To artificially compensate metabolic acidosis in hemodynamically unstable septic shock patients, CRRT is generally preferred to IHD. Current AKI guidelines recommend delivering CRRT at an effluent volume of 20–25 mL/kg/hr in patients with AKI (4). In Japan, however, CRRT is generally delivered at a lower intensity (12–16 mL/kg/hr, up to 800 mL/hr) than the recommended intensity because of limited daily maximum use of CRRT solutions covered by public health insurance (6). In addition, our ICU had limited access to CRRT during the study period. Although these rare environments forced us to use IHD to manage clinically significant metabolic acidosis during septic shock resuscitation, in our observation, IHD is a feasible and even beneficial therapeutic option to manage this condition. As the typical dose of IHD (500 mL/min = 30,000 mL/hr) is much higher than that of CRRT, comparison to CRRT is of particular interest. Other potential benefits of IHD as compared with CRRT include earlier mobilization of patients, less staff-time requirements to provide RRT, simpler antibiotic dosing, shorter and less exposure to anticoagulants, and lower costs associated with RRT.
Little is known about the safety and efficacy of IHD use in hemodynamically unstable patients with septic shock. This study described changes in physiologic and biochemical parameters and decreased norepinephrine requirement before and after IHD, and major clinical outcomes such as mortality and event-free days, in patients who received IHD for the management of severe metabolic acidosis while resuscitation of septic shock.

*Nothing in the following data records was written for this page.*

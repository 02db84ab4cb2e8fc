//! Codec identity and line-feed geometry.
//!
//! The indexer does not decode text. All it needs from a codec is where the
//! LF code unit starts relative to the `0x0A` byte the block parser finds,
//! and how wide that code unit is, so line boundaries can be reported at
//! code-unit granularity for any of the supported encodings.

/// Identity of the text encoding used by the indexed file.
///
/// `Utf8` and `Latin1` share single-byte LF geometry; they are kept distinct
/// because the viewer decodes lines with the codec stored here.
#[derive(Clone, Copy, Debug, PartialEq, Eq, Hash)]
pub enum TextCodec {
    Utf8,
    Latin1,
    Utf16Le,
    Utf16Be,
    Utf32Le,
    Utf32Be,
}

impl TextCodec {
    /// Codec assumed when nothing better is known (empty or unreadable file).
    pub fn locale_default() -> Self {
        TextCodec::Utf8
    }

    pub fn name(self) -> &'static str {
        match self {
            TextCodec::Utf8 => "UTF-8",
            TextCodec::Latin1 => "ISO-8859-1",
            TextCodec::Utf16Le => "UTF-16LE",
            TextCodec::Utf16Be => "UTF-16BE",
            TextCodec::Utf32Le => "UTF-32LE",
            TextCodec::Utf32Be => "UTF-32BE",
        }
    }
}

/// Byte-level LF geometry derived from a codec.
///
/// `before_lf_offset` is the number of bytes preceding the `0x0A` byte within
/// the LF code unit, so a match on the raw byte can be adjusted back to the
/// start of the unit. `line_feed_width` is the unit size used to advance past
/// it.
#[derive(Clone, Copy, Debug, PartialEq, Eq)]
pub struct EncodingParameters {
    pub line_feed_width: u32,
    pub before_lf_offset: u32,
}

impl Default for EncodingParameters {
    fn default() -> Self {
        Self {
            line_feed_width: 1,
            before_lf_offset: 0,
        }
    }
}

impl EncodingParameters {
    /// Geometry for `codec`.
    ///
    /// Little-endian encodings put the `0x0A` byte first in the unit
    /// (offset 0); big-endian encodings put it last.
    pub fn for_codec(codec: TextCodec) -> Self {
        match codec {
            TextCodec::Utf8 | TextCodec::Latin1 => Self {
                line_feed_width: 1,
                before_lf_offset: 0,
            },
            TextCodec::Utf16Le => Self {
                line_feed_width: 2,
                before_lf_offset: 0,
            },
            TextCodec::Utf16Be => Self {
                line_feed_width: 2,
                before_lf_offset: 1,
            },
            TextCodec::Utf32Le => Self {
                line_feed_width: 4,
                before_lf_offset: 0,
            },
            TextCodec::Utf32Be => Self {
                line_feed_width: 4,
                before_lf_offset: 3,
            },
        }
    }
}

/// Bytes inspected by the BOM-less UTF-16/32 fallback heuristic.
const DETECT_WINDOW: usize = 4096;

/// Guesses the codec of `block`, normally the first block of the file.
///
/// BOMs win outright. Without one, a window of the block is scanned for NUL
/// bytes: mostly-ASCII UTF-16/32 text has NULs in predictable lanes, which is
/// enough to pick an endianness. Anything else is reported as UTF-8, which
/// also covers plain 8-bit content as far as LF geometry is concerned.
pub fn detect_encoding(block: &[u8]) -> TextCodec {
    // UTF-32 BOMs are supersets of the UTF-16LE BOM; test them first.
    if block.starts_with(&[0xFF, 0xFE, 0x00, 0x00]) {
        return TextCodec::Utf32Le;
    }
    if block.starts_with(&[0x00, 0x00, 0xFE, 0xFF]) {
        return TextCodec::Utf32Be;
    }
    if block.starts_with(&[0xFF, 0xFE]) {
        return TextCodec::Utf16Le;
    }
    if block.starts_with(&[0xFE, 0xFF]) {
        return TextCodec::Utf16Be;
    }
    if block.starts_with(&[0xEF, 0xBB, 0xBF]) {
        return TextCodec::Utf8;
    }

    let window = &block[..block.len().min(DETECT_WINDOW)];
    let mut nul_even = 0usize;
    let mut nul_odd = 0usize;
    for (i, &byte) in window.iter().enumerate() {
        if byte == 0 {
            if i % 2 == 0 {
                nul_even += 1;
            } else {
                nul_odd += 1;
            }
        }
    }

    let nuls = nul_even + nul_odd;
    if nuls * 3 >= window.len() && !window.is_empty() {
        // Wide encoding without a BOM; lane of the NULs picks the byte order.
        if nul_even > nul_odd {
            TextCodec::Utf16Be
        } else {
            TextCodec::Utf16Le
        }
    } else {
        TextCodec::Utf8
    }
}
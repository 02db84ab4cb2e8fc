//! Authoritative indexing store and its scoped accessors.
//!
//! The store is the only shared mutable state in the crate. All access goes
//! through [`ConstAccessor`] (shared read) or [`MutateAccessor`] (exclusive
//! write), each holding the store's lock for exactly its own lifetime. A
//! multi-field read that needs a consistent snapshot (fingerprint plus size,
//! say) must happen under a single accessor.
//!
//! Discipline: no I/O and no parsing while an accessor is alive. The
//! pipeline parses into local buffers first and only then takes the write
//! lock to commit.

use std::sync::{RwLock, RwLockReadGuard, RwLockWriteGuard};

use crate::encoding::TextCodec;
use crate::fingerprint::{IndexedHash, RollingFingerprint};
use crate::line_positions::{BlockLinePositions, LinePositionArray};
use crate::types::{LineLength, LineNumber, LineOffset, LinesCount};

#[derive(Debug, Default)]
struct StoreState {
    line_positions: LinePositionArray,
    max_length: LineLength,
    fingerprint: RollingFingerprint,
    encoding_guess: Option<TextCodec>,
    encoding_forced: Option<TextCodec>,
}

/// Concurrency-guarded container for one file's index.
///
/// Lives for the lifetime of a logical file session; cleared on full-index
/// start and on cancellation.
#[derive(Debug, Default)]
pub struct IndexingStore {
    state: RwLock<StoreState>,
}

impl IndexingStore {
    pub fn new() -> Self {
        Self::default()
    }

    /// Takes the shared read lock for the accessor's lifetime.
    pub fn read(&self) -> ConstAccessor<'_> {
        ConstAccessor {
            state: self.state.read().expect("indexing store lock poisoned"),
        }
    }

    /// Takes the exclusive write lock for the accessor's lifetime.
    pub fn write(&self) -> MutateAccessor<'_> {
        MutateAccessor {
            state: self.state.write().expect("indexing store lock poisoned"),
        }
    }
}

/// Shared-read view of the store.
pub struct ConstAccessor<'a> {
    state: RwLockReadGuard<'a, StoreState>,
}

impl ConstAccessor<'_> {
    /// Bytes covered by the index so far (fake final LF excluded: only real
    /// bytes are fingerprinted).
    pub fn indexed_size(&self) -> u64 {
        self.state.fingerprint.indexed_size()
    }

    pub fn hash(&self) -> IndexedHash {
        self.state.fingerprint.hash()
    }

    pub fn max_length(&self) -> LineLength {
        self.state.max_length
    }

    pub fn nb_lines(&self) -> LinesCount {
        self.state.line_positions.nb_lines()
    }

    /// Byte offset at which line `line + 1` begins.
    ///
    /// # Panics
    /// Panics if `line` is out of range.
    pub fn pos_for_line(&self, line: LineNumber) -> LineOffset {
        self.state.line_positions.at(line)
    }

    pub fn fake_final_lf(&self) -> bool {
        self.state.line_positions.fake_final_lf()
    }

    pub fn encoding_guess(&self) -> Option<TextCodec> {
        self.state.encoding_guess
    }

    pub fn forced_encoding(&self) -> Option<TextCodec> {
        self.state.encoding_forced
    }

    /// Bytes allocated for line-position storage.
    pub fn allocated_size(&self) -> usize {
        self.state.line_positions.allocated_size()
    }
}

/// Exclusive-write view of the store.
pub struct MutateAccessor<'a> {
    state: RwLockWriteGuard<'a, StoreState>,
}

impl MutateAccessor<'_> {
    /// Resets line positions, max length, and fingerprint; no codec survives.
    pub fn clear(&mut self) {
        self.state.line_positions = LinePositionArray::new();
        self.state.max_length = LineLength(0);
        self.state.fingerprint.clear();
        self.state.encoding_guess = None;
        self.state.encoding_forced = None;
    }

    pub fn force_encoding(&mut self, codec: Option<TextCodec>) {
        self.state.encoding_forced = codec;
    }

    pub fn set_encoding_guess(&mut self, codec: Option<TextCodec>) {
        self.state.encoding_guess = codec;
    }

    pub fn encoding_guess(&self) -> Option<TextCodec> {
        self.state.encoding_guess
    }

    /// Bytes allocated for line-position storage.
    pub fn allocated_size(&self) -> usize {
        self.state.line_positions.allocated_size()
    }

    /// Commits one parsed block: the only path that grows the store.
    ///
    /// Extends the line positions, folds `length` into the max, feeds a
    /// non-empty `block` into the rolling fingerprint, and refreshes the
    /// encoding guess. The fake-final-LF fixup commits an empty block so the
    /// fingerprint only ever covers real file bytes.
    pub fn add_all(
        &mut self,
        block: &[u8],
        length: LineLength,
        line_positions: &BlockLinePositions,
        encoding: Option<TextCodec>,
    ) {
        if length > self.state.max_length {
            self.state.max_length = length;
        }
        self.state.line_positions.extend_from_block(line_positions);

        if !block.is_empty() {
            self.state.fingerprint.add_block(block);
        }

        self.state.encoding_guess = encoding;
    }
}
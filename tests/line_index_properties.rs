//! Property tests for the indexing core.
//!
//! Content is generated as printable lines (tabs included), written to a
//! real file, and indexed through the full pipeline. A straightforward
//! reference computation over the raw bytes checks positions, counts,
//! widths, and resumption equivalence.

use std::fs;
use std::path::Path;

use proptest::prelude::*;
use tempfile::TempDir;

use logdex::{
    FileDigest, IndexConfig, IndexOperation, IndexingStore, InterruptRequest, LineNumber,
    NullObserver, TAB_STOP,
};

fn full_index(path: &Path, store: &IndexingStore) {
    let config = IndexConfig::default();
    let interrupt = InterruptRequest::new();
    let observer = NullObserver;
    assert!(IndexOperation::new(path, store, &config, &interrupt, &observer).run_full(None));
}

fn partial_index(path: &Path, store: &IndexingStore) {
    let config = IndexConfig::default();
    let interrupt = InterruptRequest::new();
    let observer = NullObserver;
    assert!(IndexOperation::new(path, store, &config, &interrupt, &observer).run_partial());
}

fn positions(store: &IndexingStore) -> Vec<u64> {
    let accessor = store.read();
    (0..accessor.nb_lines().0)
        .map(|line| accessor.pos_for_line(LineNumber(line)).0)
        .collect()
}

/// Reference width of one line: tab-expanded display columns.
fn reference_width(line: &[u8]) -> u64 {
    let mut column = 0u64;
    for &byte in line {
        if byte == b'\t' {
            column += TAB_STOP - column % TAB_STOP;
        } else {
            column += 1;
        }
    }
    column
}

/// Reference line split: (start, end-exclusive-of-LF) pairs plus whether the
/// last line is unterminated.
fn reference_lines(content: &[u8]) -> (Vec<(usize, usize)>, bool) {
    let mut lines = Vec::new();
    let mut start = 0usize;
    for (i, &byte) in content.iter().enumerate() {
        if byte == b'\n' {
            lines.push((start, i));
            start = i + 1;
        }
    }
    let dangling = start < content.len();
    if dangling {
        lines.push((start, content.len()));
    }
    (lines, dangling)
}

fn content_strategy() -> impl Strategy<Value = Vec<u8>> {
    (
        proptest::collection::vec("[a-zA-Z0-9 \\t]{0,40}", 0..30),
        any::<bool>(),
    )
        .prop_map(|(lines, terminated)| {
            let mut content = lines.join("\n").into_bytes();
            if terminated && !content.is_empty() {
                content.push(b'\n');
            }
            content
        })
}

proptest! {
    #[test]
    fn index_matches_reference_split(content in content_strategy()) {
        let dir = TempDir::new().expect("tempdir");
        let path = dir.path().join("gen.log");
        fs::write(&path, &content).expect("write fixture");

        let store = IndexingStore::new();
        full_index(&path, &store);

        let (lines, dangling) = reference_lines(&content);
        let positions = positions(&store);

        prop_assert_eq!(positions.len(), lines.len());
        prop_assert_eq!(store.read().fake_final_lf(), dangling);

        // Strict monotonicity.
        for pair in positions.windows(2) {
            prop_assert!(pair[0] < pair[1]);
        }

        // Entry i is one past line i's terminator: start of line i + 1.
        for (i, &(start, end)) in lines.iter().enumerate() {
            let expected = if dangling && i == lines.len() - 1 {
                content.len() as u64 + 1 // synthetic final boundary
            } else {
                end as u64 + 1
            };
            prop_assert_eq!(positions[i], expected);

            // Round-trip: previous boundary is this line's start.
            let line_start = if i == 0 { 0 } else { positions[i - 1] };
            prop_assert_eq!(line_start, start as u64);
        }

        // Max width equals the widest reference line.
        let expected_max = lines
            .iter()
            .map(|&(start, end)| reference_width(&content[start..end]))
            .max()
            .unwrap_or(0);
        prop_assert_eq!(u64::from(store.read().max_length().0), expected_max);

        // Fingerprint covers exactly the real bytes.
        let accessor = store.read();
        prop_assert_eq!(accessor.hash().size, content.len() as u64);
        prop_assert_eq!(accessor.hash().full_digest, FileDigest::of(&content));
    }

    #[test]
    fn double_full_index_is_idempotent(content in content_strategy()) {
        let dir = TempDir::new().expect("tempdir");
        let path = dir.path().join("gen.log");
        fs::write(&path, &content).expect("write fixture");

        let store = IndexingStore::new();
        full_index(&path, &store);
        let first = (
            positions(&store),
            store.read().max_length(),
            store.read().hash(),
        );

        full_index(&path, &store);
        prop_assert_eq!(positions(&store), first.0);
        prop_assert_eq!(store.read().max_length(), first.1);
        prop_assert_eq!(store.read().hash(), first.2);
    }

    #[test]
    fn resumed_index_equals_fresh_index(
        content in content_strategy(),
        split in 0.0f64..1.0,
    ) {
        let dir = TempDir::new().expect("tempdir");
        let path = dir.path().join("gen.log");

        let split_at = (content.len() as f64 * split) as usize;

        // Index the prefix, grow the file, index the rest incrementally.
        fs::write(&path, &content[..split_at]).expect("write prefix");
        let resumed = IndexingStore::new();
        full_index(&path, &resumed);
        fs::write(&path, &content).expect("grow file");
        partial_index(&path, &resumed);

        // One full scan of the final content.
        let fresh = IndexingStore::new();
        full_index(&path, &fresh);

        prop_assert_eq!(positions(&resumed), positions(&fresh));
        prop_assert_eq!(
            resumed.read().fake_final_lf(),
            fresh.read().fake_final_lf()
        );
        prop_assert_eq!(resumed.read().hash().size, fresh.read().hash().size);
        prop_assert_eq!(
            resumed.read().hash().full_digest,
            fresh.read().hash().full_digest
        );
    }
}
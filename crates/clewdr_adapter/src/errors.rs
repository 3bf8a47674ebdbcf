use thiserror::Error;

#[derive(Error, Debug)]
pub enum TransformError {
    #[error("failed to parse request body: {0}")]
    Deserialization(#[source] serde_json::Error),
    #[error("failed to serialize request body: {0}")]
    Serialization(#[source] serde_json::Error),
}

#[derive(Error, Debug)]
pub enum ConfigurationError {
    #[error("invalid configuration: {0}")]
    Parse(#[from] serde_yaml::Error),
    #[error("There must be at least one Clewdr provider")]
    EmptySource,
    #[error("There must be at most one default Clewdr provider")]
    MoreThanOneDefault,
    #[error("\'{0}\' is not a unique name")]
    DuplicateName(String),
    #[error("provider '{name}' uses interface '{interface}', only 'clewdr' is supported")]
    UnsupportedInterface { name: String, interface: String },
}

Our study has several limitations. First, our study was a single-center retrospective study that described within group, before IHD and after IHD changes in regard to physiologic and biochemical parameters without a control group. Second, decisions to initiate IHD for metabolic acidosis correction were made by attending intensivists without any formal objective criteria. Third, our study population was limited to very old Japanese patients (median age, 75 yr) who lived in a rural area. This may limit the generalizability of the study interpretation. Fourth, one patient, who withdrew during IHD followed by immediate death, was excluded for the analysis of physiologic and biochemical variables. This potentially caused selective bias toward favorable effects of our practice. Fifth, IHD efficiently removes most of the commonly used antibiotics such as β-lactams, potentially resulting in therapeutic underdose, although special attention to this issue was always paid in our ICU.
CONCLUSIONS
Favorable changes in physiologic and biochemical variables and norepinephrine dependency were observed after IHD in patients with septic shock complicated by metabolic acidosis during resuscitation. Further studies are needed to show feasibility and benefit of IHD for this purpose.
ACKNOWLEDGMENTS
We thank Kosuke Sekine for his support with the data collection process and useful discussions.
Footnotes
The authors have disclosed that they do not have any potential conflicts of interest.